*** Given entries Section Begins ***

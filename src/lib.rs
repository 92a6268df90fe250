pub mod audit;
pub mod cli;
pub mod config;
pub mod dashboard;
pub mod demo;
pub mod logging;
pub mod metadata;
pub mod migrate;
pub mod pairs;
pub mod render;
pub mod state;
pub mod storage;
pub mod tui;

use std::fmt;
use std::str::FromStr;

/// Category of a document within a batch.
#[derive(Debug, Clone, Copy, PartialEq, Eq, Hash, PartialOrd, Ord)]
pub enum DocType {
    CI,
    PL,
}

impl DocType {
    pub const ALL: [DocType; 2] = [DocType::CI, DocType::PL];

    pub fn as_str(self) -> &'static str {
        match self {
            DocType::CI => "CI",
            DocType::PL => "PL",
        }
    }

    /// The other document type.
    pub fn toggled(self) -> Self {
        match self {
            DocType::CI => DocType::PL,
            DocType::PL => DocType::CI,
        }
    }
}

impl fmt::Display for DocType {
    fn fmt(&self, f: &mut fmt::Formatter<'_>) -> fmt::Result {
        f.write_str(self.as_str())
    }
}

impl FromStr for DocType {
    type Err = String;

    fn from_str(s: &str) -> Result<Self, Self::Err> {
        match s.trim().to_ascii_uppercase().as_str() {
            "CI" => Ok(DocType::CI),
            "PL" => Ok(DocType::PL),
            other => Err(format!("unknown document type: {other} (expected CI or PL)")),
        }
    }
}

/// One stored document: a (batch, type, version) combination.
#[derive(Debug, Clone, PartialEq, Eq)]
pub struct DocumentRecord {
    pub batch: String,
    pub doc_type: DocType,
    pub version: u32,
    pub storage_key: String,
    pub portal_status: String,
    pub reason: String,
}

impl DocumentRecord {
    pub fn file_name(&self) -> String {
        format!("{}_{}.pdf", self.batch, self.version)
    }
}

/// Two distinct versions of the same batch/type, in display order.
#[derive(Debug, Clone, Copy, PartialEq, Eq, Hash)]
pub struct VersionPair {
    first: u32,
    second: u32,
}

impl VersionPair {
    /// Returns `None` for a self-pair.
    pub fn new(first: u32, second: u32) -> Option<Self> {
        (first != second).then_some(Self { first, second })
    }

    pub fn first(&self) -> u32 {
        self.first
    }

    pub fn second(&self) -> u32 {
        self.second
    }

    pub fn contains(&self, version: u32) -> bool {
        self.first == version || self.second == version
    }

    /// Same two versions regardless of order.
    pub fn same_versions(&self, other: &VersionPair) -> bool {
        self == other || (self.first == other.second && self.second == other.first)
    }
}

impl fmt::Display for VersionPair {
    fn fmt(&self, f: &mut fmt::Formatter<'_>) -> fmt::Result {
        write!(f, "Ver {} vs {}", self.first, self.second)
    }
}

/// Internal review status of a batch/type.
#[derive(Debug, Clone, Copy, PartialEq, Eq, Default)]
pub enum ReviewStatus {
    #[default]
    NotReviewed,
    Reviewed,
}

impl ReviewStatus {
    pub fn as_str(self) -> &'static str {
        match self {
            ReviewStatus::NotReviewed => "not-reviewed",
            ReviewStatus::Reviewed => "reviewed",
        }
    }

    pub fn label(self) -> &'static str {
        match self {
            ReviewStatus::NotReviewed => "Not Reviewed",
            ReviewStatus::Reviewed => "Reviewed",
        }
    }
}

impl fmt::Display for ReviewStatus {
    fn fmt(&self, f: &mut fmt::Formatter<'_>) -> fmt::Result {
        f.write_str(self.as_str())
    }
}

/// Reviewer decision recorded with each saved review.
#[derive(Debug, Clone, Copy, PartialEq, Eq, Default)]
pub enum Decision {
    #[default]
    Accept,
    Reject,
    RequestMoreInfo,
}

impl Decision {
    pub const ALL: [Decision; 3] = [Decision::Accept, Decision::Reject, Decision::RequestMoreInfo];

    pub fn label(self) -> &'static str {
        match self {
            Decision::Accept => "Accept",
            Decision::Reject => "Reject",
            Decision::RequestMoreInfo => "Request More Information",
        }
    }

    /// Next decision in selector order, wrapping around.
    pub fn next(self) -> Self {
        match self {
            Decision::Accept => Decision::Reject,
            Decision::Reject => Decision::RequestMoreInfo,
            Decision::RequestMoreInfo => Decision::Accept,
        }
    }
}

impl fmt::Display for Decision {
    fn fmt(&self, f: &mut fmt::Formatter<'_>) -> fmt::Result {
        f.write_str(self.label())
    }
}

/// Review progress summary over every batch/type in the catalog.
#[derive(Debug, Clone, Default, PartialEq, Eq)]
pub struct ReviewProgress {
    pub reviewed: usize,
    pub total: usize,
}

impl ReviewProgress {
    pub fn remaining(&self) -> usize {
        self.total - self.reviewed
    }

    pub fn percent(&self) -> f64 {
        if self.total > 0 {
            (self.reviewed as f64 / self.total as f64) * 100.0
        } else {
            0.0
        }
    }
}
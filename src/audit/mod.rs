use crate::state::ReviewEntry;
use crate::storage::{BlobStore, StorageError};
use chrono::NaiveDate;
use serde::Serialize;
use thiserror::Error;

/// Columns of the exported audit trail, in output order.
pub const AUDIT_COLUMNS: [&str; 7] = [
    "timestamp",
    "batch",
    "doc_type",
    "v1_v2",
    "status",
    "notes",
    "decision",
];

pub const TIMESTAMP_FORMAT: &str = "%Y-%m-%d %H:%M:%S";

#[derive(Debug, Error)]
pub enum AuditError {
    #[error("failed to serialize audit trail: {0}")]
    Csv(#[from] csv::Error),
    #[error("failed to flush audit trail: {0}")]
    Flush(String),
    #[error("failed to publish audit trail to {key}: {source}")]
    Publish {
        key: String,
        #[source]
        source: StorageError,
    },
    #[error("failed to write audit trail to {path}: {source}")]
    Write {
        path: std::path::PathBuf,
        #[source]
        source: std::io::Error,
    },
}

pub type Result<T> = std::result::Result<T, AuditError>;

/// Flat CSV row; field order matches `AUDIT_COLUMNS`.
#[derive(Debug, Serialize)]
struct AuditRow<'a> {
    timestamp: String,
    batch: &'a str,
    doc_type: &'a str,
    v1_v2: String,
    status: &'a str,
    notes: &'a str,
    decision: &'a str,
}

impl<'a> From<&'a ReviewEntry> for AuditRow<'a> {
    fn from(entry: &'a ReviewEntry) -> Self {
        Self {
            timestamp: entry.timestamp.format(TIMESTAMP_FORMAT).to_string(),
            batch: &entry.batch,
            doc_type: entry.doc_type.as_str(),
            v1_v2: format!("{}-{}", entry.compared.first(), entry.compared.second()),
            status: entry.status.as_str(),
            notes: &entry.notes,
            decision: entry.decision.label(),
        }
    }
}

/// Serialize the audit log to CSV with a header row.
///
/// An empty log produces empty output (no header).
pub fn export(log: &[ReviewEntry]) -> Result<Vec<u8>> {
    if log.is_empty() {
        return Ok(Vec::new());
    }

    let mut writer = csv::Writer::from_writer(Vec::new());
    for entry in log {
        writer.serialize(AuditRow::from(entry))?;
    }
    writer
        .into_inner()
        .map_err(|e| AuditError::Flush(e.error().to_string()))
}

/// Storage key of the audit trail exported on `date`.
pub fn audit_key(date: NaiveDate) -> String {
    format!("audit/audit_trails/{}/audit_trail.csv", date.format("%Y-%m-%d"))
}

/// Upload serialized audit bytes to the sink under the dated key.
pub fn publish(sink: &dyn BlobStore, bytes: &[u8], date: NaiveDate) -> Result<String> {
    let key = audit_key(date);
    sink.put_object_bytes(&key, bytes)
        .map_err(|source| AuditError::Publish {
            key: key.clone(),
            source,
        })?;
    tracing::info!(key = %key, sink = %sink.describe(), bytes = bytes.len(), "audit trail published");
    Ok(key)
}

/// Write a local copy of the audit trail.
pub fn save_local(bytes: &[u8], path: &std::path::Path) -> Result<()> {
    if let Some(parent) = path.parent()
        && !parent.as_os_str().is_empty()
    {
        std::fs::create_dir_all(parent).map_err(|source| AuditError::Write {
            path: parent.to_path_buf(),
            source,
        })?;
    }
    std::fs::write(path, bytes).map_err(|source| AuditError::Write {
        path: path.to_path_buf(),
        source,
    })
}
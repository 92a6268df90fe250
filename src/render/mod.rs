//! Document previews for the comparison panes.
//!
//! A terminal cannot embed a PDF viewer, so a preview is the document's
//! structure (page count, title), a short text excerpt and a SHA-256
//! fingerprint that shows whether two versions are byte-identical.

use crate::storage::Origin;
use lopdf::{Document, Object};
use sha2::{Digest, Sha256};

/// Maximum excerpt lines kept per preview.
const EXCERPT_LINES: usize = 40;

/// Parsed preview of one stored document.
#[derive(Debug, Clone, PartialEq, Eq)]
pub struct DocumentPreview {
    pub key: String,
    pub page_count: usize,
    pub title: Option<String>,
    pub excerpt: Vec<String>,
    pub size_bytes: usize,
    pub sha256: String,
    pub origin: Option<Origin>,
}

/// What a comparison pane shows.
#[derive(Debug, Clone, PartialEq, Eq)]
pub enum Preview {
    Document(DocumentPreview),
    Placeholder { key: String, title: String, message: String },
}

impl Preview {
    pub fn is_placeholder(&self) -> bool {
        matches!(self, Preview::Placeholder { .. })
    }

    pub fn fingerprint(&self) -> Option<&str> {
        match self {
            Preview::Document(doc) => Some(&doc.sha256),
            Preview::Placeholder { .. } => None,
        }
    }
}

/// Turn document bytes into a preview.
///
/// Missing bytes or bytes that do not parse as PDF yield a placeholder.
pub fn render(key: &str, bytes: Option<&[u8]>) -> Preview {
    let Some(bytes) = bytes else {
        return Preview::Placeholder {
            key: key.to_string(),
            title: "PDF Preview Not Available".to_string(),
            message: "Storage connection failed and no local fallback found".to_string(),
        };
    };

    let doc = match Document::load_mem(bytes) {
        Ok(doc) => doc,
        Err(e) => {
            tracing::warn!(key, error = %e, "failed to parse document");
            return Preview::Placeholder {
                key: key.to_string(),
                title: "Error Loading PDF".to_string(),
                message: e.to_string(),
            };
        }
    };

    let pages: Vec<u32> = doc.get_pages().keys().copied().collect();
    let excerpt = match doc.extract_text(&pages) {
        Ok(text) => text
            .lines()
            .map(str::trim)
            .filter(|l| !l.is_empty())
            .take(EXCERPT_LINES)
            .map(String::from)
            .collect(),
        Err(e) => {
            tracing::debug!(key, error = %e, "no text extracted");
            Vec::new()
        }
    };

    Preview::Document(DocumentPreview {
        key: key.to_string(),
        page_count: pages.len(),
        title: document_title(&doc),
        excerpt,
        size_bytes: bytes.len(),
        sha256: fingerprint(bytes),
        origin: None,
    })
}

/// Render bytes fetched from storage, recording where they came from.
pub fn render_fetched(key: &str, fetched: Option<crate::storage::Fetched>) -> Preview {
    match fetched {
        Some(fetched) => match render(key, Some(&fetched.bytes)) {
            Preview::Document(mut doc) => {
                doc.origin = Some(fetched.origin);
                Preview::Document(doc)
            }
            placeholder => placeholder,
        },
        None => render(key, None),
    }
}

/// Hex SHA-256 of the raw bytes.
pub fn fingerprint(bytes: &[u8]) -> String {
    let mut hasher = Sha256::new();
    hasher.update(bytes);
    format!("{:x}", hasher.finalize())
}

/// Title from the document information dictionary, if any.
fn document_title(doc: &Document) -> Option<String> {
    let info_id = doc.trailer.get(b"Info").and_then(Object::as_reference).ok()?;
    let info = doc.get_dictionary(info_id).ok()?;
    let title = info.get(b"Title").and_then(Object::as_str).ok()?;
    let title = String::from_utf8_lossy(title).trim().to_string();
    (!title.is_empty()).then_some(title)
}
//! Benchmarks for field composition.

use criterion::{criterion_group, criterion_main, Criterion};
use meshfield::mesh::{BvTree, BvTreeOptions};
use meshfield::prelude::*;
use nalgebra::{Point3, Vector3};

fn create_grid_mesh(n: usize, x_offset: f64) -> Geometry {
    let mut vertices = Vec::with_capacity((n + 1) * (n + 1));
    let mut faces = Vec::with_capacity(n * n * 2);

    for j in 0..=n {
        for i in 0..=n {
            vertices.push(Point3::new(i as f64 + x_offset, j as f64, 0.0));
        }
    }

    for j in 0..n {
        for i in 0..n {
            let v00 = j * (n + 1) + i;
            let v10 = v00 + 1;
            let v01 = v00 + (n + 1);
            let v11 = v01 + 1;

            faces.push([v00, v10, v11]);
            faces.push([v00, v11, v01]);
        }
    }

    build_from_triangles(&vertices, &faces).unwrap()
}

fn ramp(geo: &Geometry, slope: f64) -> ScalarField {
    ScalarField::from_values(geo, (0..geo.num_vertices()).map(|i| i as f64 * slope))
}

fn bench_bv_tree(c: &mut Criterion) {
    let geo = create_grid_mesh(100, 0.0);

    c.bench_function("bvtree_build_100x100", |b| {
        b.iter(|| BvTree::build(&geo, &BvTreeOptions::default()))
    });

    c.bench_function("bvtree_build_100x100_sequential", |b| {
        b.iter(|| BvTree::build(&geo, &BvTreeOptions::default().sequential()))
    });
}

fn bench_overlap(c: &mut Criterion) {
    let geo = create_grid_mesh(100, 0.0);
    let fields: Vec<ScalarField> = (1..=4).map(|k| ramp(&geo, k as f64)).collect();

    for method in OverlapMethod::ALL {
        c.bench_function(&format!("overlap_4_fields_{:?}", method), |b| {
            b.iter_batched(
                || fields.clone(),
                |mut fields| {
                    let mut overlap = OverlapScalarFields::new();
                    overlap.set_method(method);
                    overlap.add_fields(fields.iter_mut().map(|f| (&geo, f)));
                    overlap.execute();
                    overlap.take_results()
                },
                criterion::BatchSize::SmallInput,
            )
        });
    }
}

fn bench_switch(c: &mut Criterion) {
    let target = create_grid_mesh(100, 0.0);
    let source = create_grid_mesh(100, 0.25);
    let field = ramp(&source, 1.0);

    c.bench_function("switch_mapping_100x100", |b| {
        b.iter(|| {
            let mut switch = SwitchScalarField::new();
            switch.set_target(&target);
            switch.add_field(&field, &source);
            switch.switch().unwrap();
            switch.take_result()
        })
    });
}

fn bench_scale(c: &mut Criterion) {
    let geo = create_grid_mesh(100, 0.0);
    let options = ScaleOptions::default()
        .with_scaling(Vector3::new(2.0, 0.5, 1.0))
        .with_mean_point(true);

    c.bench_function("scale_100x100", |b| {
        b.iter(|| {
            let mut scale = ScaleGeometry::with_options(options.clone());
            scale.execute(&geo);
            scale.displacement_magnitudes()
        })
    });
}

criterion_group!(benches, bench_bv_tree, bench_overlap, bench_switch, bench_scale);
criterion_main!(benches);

*** Given entries Section Ends ***

### What is expected
The answer should be nothing more than the lines from the one with "bench_overlap, bench_switch, bench_scale);" through the end of the entries, restated word for word.

### Expected answer
criterion_group!(benches, bench_bv_tree, bench_overlap, bench_switch, bench_scale);
criterion_main!(benches);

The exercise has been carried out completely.